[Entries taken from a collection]
══════════
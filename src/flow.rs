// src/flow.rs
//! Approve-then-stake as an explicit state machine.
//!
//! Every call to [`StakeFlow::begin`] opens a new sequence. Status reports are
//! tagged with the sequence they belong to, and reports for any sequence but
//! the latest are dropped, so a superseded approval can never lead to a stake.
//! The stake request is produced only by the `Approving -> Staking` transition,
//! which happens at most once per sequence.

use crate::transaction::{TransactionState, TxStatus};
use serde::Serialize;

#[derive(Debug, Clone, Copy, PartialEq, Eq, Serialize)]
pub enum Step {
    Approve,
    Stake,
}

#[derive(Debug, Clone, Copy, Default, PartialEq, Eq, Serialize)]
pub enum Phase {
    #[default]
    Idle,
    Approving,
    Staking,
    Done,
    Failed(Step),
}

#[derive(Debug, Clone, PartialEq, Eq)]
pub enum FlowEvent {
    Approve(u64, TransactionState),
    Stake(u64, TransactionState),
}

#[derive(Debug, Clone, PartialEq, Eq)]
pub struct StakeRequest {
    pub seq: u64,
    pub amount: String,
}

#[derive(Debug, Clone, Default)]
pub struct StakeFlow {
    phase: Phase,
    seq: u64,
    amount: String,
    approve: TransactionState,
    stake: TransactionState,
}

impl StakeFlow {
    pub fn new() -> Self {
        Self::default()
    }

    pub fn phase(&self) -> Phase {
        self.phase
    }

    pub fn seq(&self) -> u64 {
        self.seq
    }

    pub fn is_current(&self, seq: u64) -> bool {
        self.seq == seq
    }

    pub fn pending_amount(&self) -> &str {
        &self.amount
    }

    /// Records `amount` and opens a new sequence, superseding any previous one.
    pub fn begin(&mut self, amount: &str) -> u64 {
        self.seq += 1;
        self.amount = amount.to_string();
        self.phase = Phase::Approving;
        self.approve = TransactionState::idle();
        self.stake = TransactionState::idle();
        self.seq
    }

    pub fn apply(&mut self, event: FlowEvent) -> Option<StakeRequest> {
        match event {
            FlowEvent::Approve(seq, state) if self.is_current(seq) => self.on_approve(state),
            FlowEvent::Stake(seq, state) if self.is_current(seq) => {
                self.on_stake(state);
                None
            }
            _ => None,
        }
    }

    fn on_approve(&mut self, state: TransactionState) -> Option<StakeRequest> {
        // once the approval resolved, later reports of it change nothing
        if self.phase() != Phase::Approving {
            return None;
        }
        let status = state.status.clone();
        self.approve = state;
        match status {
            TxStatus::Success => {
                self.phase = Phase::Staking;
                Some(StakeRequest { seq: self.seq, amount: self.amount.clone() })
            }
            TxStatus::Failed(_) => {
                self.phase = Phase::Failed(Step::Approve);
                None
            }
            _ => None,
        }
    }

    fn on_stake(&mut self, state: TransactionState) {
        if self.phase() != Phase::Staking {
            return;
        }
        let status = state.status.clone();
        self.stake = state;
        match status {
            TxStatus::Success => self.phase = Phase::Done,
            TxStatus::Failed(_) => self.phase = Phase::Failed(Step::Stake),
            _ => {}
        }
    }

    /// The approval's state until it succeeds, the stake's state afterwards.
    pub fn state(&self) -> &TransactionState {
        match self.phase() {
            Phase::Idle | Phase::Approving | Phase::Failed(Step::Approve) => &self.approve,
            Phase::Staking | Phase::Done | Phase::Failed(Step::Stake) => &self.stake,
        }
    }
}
══════════
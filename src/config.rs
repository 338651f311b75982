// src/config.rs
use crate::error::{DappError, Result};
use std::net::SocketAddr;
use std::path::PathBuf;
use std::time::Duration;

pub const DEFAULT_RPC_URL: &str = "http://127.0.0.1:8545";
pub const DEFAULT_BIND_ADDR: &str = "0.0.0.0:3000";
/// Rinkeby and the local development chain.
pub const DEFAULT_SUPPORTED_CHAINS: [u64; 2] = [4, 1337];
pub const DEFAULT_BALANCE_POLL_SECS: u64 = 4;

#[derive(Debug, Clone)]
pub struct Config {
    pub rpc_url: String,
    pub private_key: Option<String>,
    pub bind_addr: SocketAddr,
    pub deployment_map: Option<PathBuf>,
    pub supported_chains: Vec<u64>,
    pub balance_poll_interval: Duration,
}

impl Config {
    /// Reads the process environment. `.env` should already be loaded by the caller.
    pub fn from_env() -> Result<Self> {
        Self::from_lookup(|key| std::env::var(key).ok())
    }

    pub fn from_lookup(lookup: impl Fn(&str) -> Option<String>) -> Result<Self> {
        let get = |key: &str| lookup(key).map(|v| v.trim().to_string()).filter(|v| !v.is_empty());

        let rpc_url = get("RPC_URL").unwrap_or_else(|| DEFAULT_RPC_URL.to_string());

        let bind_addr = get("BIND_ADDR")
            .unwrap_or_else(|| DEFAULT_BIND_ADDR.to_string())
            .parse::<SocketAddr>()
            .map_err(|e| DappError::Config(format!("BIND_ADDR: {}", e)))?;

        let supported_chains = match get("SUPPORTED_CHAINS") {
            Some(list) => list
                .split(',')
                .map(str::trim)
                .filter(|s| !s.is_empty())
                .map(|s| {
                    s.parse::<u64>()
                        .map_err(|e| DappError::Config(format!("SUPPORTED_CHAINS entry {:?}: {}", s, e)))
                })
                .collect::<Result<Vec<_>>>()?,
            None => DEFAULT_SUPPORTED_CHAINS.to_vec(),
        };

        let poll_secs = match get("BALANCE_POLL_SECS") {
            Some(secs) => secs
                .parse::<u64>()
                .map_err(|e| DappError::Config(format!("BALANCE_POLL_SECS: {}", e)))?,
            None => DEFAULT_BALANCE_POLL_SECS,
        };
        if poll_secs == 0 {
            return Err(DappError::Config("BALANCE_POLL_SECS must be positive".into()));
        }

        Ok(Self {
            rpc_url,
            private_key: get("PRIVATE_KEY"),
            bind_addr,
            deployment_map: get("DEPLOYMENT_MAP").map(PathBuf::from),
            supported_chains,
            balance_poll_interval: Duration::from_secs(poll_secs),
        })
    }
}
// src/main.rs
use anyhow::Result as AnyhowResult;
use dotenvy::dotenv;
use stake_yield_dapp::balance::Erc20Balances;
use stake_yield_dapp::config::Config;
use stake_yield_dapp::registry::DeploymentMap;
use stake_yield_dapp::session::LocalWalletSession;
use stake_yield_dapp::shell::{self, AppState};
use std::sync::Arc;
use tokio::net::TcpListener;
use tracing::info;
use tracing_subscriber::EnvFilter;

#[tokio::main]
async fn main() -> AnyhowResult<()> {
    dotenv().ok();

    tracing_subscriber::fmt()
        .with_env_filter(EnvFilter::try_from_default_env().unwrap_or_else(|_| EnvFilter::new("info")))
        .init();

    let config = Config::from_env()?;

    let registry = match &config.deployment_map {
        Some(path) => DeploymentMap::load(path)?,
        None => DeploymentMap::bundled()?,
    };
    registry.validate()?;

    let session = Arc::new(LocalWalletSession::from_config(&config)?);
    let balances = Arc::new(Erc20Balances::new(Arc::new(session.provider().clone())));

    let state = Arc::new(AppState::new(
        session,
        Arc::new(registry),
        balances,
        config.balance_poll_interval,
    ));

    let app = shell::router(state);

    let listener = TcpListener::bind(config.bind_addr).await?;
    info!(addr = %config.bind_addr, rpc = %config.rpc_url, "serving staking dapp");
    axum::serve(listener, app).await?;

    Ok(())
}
══════════
### Try it
Every line holding the string "opens" should be copied here, so please find those lines in the data.

### Task answer
//! Every call to [`StakeFlow::begin`] opens a new sequence. Status reports are
    /// Records `amount` and opens a new sequence, superseding any previous one.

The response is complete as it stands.